◆ INFORMATION SHOWN
#####

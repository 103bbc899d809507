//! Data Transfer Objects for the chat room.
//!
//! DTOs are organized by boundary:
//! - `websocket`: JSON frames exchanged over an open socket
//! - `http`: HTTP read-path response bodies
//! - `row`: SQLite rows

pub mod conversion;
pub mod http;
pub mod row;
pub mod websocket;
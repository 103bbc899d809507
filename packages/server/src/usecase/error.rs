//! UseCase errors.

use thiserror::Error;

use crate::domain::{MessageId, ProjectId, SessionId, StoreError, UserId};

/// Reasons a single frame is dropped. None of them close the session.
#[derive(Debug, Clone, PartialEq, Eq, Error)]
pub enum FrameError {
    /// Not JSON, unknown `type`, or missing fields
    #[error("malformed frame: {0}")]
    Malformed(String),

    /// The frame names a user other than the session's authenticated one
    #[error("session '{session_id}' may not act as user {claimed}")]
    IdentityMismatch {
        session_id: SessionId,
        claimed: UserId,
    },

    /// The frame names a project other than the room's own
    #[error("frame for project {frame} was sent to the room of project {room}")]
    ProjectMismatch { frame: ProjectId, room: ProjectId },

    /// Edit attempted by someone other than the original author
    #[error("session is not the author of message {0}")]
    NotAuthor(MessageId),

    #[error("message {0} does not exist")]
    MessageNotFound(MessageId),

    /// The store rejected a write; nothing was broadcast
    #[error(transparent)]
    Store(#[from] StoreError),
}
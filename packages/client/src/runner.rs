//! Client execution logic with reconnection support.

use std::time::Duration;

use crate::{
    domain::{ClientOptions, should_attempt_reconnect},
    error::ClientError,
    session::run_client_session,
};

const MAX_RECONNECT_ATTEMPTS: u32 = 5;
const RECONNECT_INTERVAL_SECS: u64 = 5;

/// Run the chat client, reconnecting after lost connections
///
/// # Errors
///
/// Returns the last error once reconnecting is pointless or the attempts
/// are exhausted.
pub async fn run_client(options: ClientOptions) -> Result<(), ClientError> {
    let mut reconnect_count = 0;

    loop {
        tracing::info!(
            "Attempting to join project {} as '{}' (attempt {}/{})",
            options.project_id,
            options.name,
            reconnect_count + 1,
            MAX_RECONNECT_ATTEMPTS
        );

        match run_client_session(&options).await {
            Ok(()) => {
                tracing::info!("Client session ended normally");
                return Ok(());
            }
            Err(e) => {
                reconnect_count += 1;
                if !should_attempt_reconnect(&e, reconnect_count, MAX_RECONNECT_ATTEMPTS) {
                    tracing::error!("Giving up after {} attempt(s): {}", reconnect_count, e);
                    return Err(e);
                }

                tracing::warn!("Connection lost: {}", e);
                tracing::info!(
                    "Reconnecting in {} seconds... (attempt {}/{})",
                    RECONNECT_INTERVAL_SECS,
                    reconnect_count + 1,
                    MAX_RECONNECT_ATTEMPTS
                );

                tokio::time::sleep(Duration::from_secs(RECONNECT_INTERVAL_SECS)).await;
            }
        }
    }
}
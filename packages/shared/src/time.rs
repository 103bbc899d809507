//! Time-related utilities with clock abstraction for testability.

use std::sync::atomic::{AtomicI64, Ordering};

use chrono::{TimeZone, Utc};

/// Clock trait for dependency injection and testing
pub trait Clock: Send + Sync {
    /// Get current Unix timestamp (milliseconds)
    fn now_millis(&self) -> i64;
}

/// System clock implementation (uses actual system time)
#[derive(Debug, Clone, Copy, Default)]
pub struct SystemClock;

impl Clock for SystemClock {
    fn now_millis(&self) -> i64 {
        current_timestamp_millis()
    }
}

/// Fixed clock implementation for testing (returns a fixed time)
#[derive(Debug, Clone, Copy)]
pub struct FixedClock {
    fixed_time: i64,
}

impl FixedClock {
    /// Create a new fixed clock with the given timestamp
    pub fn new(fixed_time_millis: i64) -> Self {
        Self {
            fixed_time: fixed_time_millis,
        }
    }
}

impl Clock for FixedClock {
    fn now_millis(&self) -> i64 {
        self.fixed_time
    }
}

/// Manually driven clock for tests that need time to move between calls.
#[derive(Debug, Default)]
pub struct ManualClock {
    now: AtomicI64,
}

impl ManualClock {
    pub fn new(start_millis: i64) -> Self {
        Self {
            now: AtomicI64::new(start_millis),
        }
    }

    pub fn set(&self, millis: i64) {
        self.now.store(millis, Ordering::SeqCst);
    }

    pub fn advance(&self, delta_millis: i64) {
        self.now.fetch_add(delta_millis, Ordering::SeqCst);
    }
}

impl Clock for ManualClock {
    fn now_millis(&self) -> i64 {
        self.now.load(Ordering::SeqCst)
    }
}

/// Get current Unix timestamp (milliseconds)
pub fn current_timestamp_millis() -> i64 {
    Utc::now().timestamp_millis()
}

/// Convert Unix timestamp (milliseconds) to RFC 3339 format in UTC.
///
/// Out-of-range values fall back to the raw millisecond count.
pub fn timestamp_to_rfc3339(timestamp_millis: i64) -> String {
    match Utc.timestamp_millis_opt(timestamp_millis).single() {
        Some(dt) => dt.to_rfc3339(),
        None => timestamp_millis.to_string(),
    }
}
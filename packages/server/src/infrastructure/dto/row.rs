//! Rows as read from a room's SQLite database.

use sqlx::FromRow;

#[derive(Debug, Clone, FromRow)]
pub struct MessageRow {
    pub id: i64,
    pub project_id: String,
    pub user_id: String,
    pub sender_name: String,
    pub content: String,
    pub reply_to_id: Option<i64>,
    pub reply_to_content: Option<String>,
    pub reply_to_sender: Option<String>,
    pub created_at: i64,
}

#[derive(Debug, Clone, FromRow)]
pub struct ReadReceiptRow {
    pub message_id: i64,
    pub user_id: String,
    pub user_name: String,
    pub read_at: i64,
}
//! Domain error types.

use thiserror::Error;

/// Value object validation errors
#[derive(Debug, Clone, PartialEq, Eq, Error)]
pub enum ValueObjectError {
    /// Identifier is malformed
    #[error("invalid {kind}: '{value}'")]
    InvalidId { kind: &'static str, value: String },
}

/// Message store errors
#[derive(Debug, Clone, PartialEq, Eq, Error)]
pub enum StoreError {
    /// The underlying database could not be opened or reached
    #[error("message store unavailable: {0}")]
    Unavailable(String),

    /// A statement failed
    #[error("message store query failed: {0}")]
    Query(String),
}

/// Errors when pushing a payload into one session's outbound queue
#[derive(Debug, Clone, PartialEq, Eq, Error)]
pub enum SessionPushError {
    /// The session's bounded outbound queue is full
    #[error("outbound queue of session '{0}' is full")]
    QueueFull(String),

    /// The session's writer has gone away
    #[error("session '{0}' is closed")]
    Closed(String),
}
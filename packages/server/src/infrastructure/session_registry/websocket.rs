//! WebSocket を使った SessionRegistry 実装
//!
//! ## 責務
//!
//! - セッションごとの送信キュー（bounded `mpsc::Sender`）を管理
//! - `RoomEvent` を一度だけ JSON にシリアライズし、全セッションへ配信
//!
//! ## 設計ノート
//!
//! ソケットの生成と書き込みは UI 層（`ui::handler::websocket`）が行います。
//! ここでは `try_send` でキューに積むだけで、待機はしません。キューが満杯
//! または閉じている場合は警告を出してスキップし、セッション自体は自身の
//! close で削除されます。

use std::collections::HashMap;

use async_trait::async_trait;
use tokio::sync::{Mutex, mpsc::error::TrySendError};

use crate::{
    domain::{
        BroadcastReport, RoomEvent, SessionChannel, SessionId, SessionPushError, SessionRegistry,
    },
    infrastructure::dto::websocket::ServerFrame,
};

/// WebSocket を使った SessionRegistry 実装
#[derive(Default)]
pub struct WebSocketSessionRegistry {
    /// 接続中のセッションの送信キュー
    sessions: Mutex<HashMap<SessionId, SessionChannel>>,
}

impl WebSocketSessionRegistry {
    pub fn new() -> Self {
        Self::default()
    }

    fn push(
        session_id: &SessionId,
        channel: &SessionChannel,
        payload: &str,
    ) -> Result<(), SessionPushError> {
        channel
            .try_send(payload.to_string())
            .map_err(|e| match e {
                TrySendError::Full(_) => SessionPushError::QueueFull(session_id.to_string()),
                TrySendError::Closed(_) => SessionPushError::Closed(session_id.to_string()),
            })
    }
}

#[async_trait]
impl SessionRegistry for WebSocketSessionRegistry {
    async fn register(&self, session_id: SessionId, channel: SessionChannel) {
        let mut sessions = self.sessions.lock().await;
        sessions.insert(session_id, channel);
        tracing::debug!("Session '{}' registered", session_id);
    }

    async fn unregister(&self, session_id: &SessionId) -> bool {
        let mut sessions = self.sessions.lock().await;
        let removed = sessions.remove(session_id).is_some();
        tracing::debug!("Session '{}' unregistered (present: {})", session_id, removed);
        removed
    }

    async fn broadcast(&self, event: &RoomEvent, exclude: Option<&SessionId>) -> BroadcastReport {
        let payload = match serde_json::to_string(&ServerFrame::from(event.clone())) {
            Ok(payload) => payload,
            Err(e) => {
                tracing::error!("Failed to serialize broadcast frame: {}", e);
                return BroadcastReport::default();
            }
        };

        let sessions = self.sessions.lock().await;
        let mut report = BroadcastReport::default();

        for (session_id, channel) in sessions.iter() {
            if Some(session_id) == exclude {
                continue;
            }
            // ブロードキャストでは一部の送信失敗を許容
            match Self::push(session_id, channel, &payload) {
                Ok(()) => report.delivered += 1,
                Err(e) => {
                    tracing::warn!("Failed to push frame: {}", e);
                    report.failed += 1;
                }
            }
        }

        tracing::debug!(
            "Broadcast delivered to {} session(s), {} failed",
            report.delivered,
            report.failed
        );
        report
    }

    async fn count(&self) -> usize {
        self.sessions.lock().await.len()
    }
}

#####

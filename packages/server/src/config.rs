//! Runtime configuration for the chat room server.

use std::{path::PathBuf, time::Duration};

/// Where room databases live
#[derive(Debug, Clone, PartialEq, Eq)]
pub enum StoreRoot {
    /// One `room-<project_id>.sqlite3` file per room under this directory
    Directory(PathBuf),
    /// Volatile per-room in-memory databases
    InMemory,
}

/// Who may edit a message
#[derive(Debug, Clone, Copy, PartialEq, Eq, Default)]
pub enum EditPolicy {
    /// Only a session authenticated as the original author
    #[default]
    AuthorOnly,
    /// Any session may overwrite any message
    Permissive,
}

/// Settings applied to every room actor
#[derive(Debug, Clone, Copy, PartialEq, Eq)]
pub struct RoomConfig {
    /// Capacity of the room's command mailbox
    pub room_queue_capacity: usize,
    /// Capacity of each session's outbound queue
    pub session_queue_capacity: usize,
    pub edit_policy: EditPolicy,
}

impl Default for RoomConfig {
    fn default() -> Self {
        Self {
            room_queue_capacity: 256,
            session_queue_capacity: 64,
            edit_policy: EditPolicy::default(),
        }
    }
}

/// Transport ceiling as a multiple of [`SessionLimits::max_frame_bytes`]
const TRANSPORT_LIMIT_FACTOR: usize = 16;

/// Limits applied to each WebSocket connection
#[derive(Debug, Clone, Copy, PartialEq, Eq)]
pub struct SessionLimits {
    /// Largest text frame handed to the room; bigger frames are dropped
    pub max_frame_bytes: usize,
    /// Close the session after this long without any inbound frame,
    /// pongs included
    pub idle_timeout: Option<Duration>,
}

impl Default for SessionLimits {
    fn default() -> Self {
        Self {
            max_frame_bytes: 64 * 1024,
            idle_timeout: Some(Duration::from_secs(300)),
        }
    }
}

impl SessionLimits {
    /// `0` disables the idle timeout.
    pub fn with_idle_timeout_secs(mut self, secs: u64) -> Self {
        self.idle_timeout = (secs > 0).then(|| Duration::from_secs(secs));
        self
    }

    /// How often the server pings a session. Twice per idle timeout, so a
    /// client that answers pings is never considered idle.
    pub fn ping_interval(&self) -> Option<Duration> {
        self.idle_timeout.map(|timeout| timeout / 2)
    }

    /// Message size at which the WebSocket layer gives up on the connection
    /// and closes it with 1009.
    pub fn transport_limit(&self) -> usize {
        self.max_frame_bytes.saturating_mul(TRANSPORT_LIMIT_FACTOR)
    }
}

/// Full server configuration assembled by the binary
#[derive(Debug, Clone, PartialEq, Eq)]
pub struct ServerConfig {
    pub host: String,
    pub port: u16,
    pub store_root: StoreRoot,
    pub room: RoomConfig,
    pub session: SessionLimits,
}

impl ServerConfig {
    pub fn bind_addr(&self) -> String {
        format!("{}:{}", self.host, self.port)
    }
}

#####

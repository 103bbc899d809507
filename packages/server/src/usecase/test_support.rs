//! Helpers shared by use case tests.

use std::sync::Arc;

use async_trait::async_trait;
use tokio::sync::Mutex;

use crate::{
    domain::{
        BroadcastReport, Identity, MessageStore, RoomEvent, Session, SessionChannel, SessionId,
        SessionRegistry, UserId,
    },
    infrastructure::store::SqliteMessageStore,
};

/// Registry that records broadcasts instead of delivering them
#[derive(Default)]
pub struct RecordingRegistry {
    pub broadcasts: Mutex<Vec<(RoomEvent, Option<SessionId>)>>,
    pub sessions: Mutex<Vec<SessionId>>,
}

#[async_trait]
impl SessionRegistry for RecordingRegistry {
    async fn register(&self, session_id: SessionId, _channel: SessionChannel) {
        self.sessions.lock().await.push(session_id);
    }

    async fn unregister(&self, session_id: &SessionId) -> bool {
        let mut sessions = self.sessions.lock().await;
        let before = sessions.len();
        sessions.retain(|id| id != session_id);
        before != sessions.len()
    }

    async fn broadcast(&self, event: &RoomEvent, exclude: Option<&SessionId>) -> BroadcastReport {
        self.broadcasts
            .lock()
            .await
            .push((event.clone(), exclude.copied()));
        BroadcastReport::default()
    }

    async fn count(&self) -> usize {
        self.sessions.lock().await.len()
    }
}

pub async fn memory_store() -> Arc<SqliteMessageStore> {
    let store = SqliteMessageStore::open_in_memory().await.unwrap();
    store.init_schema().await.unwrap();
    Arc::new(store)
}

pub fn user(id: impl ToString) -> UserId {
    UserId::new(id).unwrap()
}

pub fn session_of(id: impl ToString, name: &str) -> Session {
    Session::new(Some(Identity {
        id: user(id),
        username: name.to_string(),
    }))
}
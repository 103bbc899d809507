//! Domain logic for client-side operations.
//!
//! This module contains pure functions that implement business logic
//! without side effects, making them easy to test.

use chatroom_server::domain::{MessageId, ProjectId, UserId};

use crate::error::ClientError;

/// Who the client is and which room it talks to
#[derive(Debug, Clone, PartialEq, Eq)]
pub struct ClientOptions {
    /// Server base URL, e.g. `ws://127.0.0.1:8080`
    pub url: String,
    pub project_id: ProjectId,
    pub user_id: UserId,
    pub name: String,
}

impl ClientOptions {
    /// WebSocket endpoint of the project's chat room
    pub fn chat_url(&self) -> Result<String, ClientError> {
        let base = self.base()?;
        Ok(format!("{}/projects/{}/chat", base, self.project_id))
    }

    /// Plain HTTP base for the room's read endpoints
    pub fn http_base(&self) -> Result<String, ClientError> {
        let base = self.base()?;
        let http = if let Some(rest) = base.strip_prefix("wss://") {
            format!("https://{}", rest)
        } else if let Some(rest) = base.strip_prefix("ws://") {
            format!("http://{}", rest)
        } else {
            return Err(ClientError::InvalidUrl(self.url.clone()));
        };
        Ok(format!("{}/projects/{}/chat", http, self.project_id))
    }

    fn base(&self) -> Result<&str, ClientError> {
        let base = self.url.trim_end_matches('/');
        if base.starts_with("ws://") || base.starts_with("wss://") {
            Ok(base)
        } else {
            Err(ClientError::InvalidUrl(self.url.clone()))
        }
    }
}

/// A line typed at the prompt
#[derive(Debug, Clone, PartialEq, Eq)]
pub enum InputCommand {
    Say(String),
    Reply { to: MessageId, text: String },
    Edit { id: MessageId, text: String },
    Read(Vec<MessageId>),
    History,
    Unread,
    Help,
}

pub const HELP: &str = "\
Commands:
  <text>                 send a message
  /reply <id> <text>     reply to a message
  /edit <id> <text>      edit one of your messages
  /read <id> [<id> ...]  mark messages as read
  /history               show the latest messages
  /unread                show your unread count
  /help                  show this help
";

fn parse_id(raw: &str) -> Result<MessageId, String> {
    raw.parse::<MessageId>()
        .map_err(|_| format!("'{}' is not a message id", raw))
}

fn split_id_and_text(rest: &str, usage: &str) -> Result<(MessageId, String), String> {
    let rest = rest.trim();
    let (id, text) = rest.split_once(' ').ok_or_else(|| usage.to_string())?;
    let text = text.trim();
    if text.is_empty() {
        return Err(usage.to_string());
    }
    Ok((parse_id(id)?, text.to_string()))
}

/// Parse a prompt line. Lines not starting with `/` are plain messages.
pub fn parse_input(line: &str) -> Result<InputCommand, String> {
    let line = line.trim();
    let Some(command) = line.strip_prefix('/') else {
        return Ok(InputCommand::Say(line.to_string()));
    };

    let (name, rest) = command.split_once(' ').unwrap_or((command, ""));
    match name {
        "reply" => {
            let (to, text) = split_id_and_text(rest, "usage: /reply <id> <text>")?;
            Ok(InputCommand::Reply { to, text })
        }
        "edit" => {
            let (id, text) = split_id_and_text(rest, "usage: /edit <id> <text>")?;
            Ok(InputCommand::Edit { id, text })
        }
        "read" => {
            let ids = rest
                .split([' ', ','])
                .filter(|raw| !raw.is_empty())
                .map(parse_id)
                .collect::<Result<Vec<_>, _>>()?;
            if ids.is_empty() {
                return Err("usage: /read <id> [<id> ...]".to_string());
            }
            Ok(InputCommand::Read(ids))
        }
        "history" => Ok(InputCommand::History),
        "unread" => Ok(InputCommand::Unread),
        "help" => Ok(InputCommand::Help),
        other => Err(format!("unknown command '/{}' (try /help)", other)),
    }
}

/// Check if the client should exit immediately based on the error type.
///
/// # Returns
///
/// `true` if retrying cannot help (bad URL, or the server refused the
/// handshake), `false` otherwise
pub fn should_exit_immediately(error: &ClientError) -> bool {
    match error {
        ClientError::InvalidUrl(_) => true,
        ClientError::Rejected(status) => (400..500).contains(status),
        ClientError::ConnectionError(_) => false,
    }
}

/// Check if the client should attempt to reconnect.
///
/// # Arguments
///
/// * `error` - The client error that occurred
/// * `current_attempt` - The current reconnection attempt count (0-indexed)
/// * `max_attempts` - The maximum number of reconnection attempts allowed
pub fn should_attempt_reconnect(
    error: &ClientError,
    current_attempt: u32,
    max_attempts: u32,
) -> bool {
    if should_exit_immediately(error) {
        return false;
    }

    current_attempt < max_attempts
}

#####

◆ TASK ITEM
Go to the line with "return Err(usage.to_string());" in the entries above and repeat every line from there through the line with "let line = line.trim();", exactly and with no other text.

◆ WRITTEN SOLUTION
        return Err(usage.to_string());
    }
    Ok((parse_id(id)?, text.to_string()))
}

/// Parse a prompt line. Lines not starting with `/` are plain messages.
pub fn parse_input(line: &str) -> Result<InputCommand, String> {
    let line = line.trim();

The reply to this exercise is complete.